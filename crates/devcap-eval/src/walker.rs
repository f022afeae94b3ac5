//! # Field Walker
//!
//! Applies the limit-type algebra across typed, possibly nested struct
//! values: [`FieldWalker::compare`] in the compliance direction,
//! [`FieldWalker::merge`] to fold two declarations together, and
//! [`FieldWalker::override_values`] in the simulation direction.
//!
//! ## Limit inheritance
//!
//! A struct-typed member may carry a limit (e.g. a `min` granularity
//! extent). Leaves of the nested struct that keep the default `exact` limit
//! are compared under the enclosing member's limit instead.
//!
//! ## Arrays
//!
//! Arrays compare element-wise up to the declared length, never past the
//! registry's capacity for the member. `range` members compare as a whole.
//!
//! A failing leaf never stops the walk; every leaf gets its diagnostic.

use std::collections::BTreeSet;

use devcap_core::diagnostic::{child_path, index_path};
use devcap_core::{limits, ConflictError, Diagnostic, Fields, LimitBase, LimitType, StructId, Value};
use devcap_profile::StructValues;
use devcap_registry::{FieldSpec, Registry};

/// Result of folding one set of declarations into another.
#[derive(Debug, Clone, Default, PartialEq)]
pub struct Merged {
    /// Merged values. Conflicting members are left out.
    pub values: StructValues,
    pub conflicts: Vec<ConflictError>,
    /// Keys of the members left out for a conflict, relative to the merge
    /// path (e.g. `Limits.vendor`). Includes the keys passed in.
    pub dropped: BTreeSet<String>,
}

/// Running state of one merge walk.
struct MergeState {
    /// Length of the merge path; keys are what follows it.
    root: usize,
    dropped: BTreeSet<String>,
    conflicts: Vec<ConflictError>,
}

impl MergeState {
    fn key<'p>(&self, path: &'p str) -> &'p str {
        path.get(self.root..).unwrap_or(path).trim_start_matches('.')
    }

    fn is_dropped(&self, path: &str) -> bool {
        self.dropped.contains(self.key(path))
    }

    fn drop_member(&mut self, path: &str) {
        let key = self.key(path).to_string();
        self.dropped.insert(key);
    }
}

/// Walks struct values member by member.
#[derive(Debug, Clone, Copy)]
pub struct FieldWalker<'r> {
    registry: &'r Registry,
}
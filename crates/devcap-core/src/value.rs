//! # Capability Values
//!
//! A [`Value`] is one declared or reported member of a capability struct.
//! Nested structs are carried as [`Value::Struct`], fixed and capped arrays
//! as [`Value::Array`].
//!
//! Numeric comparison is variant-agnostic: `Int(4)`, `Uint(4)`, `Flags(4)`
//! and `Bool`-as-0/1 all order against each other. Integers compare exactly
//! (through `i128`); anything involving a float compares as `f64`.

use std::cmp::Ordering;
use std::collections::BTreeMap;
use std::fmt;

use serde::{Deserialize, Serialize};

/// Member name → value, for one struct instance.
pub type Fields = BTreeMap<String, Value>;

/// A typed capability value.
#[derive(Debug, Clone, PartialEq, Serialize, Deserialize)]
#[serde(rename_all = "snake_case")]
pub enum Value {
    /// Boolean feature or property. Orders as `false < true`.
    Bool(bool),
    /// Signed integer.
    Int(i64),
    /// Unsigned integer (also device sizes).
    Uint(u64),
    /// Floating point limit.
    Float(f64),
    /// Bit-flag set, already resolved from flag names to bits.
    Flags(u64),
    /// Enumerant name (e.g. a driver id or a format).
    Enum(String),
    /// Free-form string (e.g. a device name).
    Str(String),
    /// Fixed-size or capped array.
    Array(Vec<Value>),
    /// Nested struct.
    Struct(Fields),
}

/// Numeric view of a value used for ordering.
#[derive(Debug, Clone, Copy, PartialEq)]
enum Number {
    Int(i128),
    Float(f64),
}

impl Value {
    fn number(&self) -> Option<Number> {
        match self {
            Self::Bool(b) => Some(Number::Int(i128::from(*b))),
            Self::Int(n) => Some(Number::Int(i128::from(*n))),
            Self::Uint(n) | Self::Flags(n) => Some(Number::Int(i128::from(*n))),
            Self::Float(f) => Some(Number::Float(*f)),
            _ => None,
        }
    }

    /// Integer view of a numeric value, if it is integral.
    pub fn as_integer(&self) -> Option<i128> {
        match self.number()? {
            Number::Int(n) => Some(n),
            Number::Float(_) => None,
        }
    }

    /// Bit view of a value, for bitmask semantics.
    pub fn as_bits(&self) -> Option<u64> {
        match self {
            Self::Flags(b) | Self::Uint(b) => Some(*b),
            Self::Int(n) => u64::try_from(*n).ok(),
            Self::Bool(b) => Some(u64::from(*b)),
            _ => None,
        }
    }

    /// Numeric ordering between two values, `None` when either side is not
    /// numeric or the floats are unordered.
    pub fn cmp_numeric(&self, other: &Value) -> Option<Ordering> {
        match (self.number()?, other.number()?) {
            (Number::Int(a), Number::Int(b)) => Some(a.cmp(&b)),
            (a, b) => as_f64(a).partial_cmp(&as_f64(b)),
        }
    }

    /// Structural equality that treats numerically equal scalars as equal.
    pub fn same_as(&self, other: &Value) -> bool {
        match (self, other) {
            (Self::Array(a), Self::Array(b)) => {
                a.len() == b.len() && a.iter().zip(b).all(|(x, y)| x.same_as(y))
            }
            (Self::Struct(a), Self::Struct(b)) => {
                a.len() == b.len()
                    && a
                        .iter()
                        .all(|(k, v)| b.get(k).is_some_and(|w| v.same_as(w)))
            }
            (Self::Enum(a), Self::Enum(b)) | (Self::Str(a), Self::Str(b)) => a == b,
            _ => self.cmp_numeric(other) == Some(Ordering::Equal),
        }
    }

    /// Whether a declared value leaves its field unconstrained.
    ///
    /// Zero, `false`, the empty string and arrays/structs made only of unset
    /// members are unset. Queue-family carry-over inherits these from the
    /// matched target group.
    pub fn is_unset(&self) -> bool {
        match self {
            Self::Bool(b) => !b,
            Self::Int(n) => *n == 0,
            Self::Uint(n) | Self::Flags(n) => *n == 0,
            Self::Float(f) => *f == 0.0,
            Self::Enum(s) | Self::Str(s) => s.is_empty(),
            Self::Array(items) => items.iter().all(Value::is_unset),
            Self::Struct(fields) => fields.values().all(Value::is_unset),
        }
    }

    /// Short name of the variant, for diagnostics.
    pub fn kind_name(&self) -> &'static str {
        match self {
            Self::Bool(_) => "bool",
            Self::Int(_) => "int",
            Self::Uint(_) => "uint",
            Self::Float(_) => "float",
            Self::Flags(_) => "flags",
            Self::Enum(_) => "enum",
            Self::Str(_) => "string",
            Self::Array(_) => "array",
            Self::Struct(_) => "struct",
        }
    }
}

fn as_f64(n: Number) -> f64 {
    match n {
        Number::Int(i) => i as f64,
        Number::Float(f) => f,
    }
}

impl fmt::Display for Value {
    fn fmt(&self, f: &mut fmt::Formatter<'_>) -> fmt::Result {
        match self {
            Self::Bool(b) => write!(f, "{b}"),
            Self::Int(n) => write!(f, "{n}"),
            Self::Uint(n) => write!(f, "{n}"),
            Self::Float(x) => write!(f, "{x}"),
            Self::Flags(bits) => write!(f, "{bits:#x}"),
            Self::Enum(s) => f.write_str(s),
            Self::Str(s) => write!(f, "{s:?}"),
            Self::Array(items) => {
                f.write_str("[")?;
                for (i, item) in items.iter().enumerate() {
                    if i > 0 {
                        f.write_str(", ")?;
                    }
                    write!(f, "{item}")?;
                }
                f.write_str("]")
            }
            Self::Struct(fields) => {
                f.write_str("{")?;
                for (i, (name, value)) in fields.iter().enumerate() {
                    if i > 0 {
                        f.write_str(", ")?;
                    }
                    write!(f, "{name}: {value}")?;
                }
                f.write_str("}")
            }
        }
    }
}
...
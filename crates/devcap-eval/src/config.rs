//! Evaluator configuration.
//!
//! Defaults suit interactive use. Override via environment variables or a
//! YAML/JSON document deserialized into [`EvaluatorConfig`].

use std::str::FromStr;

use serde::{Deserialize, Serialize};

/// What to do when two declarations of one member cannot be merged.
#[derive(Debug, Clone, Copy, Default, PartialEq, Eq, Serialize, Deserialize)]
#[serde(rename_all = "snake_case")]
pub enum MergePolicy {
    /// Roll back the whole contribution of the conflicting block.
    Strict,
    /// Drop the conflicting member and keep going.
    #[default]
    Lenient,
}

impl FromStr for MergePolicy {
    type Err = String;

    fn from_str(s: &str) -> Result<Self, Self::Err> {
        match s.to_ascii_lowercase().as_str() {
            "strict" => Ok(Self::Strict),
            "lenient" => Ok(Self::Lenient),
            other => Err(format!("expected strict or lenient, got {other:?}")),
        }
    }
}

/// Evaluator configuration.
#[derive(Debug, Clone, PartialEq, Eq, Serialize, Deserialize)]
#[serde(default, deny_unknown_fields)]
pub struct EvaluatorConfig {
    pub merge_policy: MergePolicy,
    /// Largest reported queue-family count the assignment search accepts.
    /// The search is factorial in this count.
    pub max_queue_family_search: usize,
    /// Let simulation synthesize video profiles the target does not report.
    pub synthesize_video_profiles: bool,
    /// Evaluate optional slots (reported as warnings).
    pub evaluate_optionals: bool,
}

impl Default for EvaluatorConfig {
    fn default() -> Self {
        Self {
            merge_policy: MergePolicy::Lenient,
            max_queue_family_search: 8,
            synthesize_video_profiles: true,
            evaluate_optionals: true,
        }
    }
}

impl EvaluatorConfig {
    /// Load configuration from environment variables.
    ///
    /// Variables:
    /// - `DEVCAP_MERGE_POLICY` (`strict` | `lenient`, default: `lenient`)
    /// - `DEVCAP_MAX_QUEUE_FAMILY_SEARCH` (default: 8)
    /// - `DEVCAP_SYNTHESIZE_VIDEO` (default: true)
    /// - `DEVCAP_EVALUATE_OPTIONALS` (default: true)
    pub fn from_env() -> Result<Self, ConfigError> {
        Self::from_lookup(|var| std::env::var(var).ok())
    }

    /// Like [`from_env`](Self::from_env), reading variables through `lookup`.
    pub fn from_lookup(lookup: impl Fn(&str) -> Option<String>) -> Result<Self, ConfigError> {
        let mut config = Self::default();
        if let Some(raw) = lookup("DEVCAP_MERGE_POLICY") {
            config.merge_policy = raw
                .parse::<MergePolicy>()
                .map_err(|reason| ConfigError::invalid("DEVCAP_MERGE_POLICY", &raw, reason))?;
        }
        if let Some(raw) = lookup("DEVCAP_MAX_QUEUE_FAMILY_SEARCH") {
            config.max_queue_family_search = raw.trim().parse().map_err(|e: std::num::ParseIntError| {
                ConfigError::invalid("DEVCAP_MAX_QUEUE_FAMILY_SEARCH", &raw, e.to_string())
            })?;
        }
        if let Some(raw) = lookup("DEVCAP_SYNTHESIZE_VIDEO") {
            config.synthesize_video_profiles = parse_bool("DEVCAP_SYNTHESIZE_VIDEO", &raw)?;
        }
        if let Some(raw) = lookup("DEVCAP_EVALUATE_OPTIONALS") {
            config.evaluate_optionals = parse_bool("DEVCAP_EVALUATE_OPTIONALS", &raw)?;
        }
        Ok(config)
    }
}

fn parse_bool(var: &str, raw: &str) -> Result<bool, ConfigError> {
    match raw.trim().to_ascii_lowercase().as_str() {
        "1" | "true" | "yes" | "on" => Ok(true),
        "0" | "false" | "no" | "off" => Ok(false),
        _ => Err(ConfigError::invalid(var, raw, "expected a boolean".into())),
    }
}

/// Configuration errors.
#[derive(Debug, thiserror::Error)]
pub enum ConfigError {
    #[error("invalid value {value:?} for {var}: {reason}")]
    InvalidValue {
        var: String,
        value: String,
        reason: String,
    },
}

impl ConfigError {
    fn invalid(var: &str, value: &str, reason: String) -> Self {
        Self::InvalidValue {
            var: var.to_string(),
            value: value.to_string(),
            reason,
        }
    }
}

◆ EXERCISE AIM ◆
Tell how many lines in the data hold the string "count", giving the number by itself.

◆ YOUR SOLUTION ◆
2